Your assignment >>
Print the line containing "initial schema migration" and every line after it exactly as written, through the end of the records.

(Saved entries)

----------------

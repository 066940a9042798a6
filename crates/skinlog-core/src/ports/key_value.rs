//! Key-value store port (driven/secondary port)
//!
//! App-private persisted storage for small sync-state values: the
//! watermark, the more-history flag, and the photo-cache snapshot.
//! String-keyed, string-valued, async.
//!
//! ## Design Notes
//!
//! - Uses `anyhow::Result` because storage errors are adapter-specific
//!   (SQLite, flat files, platform preferences) and don't need
//!   domain-level classification.
//! - Values are opaque strings; callers own the encoding. The state layer
//!   stores integers as decimal strings and structures as JSON.

/// Port trait for persisted key-value storage
#[async_trait::async_trait]
pub trait IKeyValueStore: Send + Sync {
    /// Reads the value for `key`, or `None` if absent
    async fn get(&self, key: &str) -> anyhow::Result<Option<String>>;

    /// Writes `value` under `key`, replacing any existing value
    async fn set(&self, key: &str, value: &str) -> anyhow::Result<()>;

    /// Removes `key` if present; removing an absent key is not an error
    async fn remove(&self, key: &str) -> anyhow::Result<()>;
}
//! Database connection pool management
//!
//! Provides a wrapper around SQLx's SqlitePool with:
//! - Automatic directory creation for database files
//! - WAL journal mode for concurrent reads
//! - Automatic schema migration on first connection
//! - In-memory mode for testing

use std::path::Path;

use sqlx::sqlite::{SqliteConnectOptions, SqliteJournalMode, SqlitePool, SqlitePoolOptions};

use crate::CacheError;

/// Manages a pool of SQLite connections for Skinlog state persistence
///
/// The pool is configured with:
/// - WAL journal mode for concurrent read access
/// - 5 max connections for file-based databases
/// - 1 connection for in-memory databases (required for data persistence)
/// - 5-second busy timeout to handle write contention
pub struct DatabasePool {
    pool: SqlitePool,
}

impl DatabasePool {
    /// Creates a new database pool connected to the specified file
    ///
    /// Creates parent directories and the database file as needed, enables
    /// WAL journal mode, and runs schema migrations.
    ///
    /// # Errors
    ///
    /// Returns `CacheError::ConnectionFailed` if the connection cannot be
    /// established, or `CacheError::MigrationFailed` if migrations fail.
    pub async fn new(db_path: &Path) -> Result<Self, CacheError> {
        if let Some(parent) = db_path.parent() {
            std::fs::create_dir_all(parent).map_err(|e| {
                CacheError::ConnectionFailed(format!(
                    "Failed to create database directory {}: {}",
                    parent.display(),
                    e
                ))
            })?;
        }

        let options = SqliteConnectOptions::new()
            .filename(db_path)
            .create_if_missing(true)
            .journal_mode(SqliteJournalMode::Wal)
            .busy_timeout(std::time::Duration::from_secs(5));

        let pool = SqlitePoolOptions::new()
            .max_connections(5)
            .connect_with(options)
            .await
            .map_err(|e| {
                CacheError::ConnectionFailed(format!(
                    "Failed to connect to database at {}: {}",
                    db_path.display(),
                    e
                ))
            })?;

        Self::run_migrations(&pool).await?;

        tracing::info!(
            path = %db_path.display(),
            "Database pool initialized"
        );

        Ok(Self { pool })
    }

    /// Creates an in-memory database pool for testing
    ///
    /// Uses a single connection to ensure data persistence across queries
    /// (SQLite in-memory databases are per-connection).
    pub async fn in_memory() -> Result<Self, CacheError> {
        let pool = SqlitePoolOptions::new()
            .max_connections(1)
            .connect("sqlite::memory:")
            .await
            .map_err(|e| {
                CacheError::ConnectionFailed(format!("Failed to create in-memory database: {}", e))
            })?;

        Self::run_migrations(&pool).await?;

        tracing::debug!("In-memory database pool initialized");

        Ok(Self { pool })
    }

    /// Returns a reference to the underlying SQLite connection pool
    pub fn pool(&self) -> &SqlitePool {
        &self.pool
    }

    /// Runs the initial schema migration
    async fn run_migrations(pool: &SqlitePool) -> Result<(), CacheError> {
        let migration_sql = include_str!("migrations/0001_kv.sql");
        sqlx::raw_sql(migration_sql)
            .execute(pool)
            .await
            .map_err(|e| {
                CacheError::MigrationFailed(format!("Failed to run initial migration: {}", e))
            })?;

        tracing::debug!("Database migrations completed");
        Ok(())
    }
}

----------------

Task answer >>
    /// Runs the initial schema migration
    async fn run_migrations(pool: &SqlitePool) -> Result<(), CacheError> {
        let migration_sql = include_str!("migrations/0001_kv.sql");
        sqlx::raw_sql(migration_sql)
            .execute(pool)
            .await
            .map_err(|e| {
                CacheError::MigrationFailed(format!("Failed to run initial migration: {}", e))
            })?;

        tracing::debug!("Database migrations completed");
        Ok(())
    }
}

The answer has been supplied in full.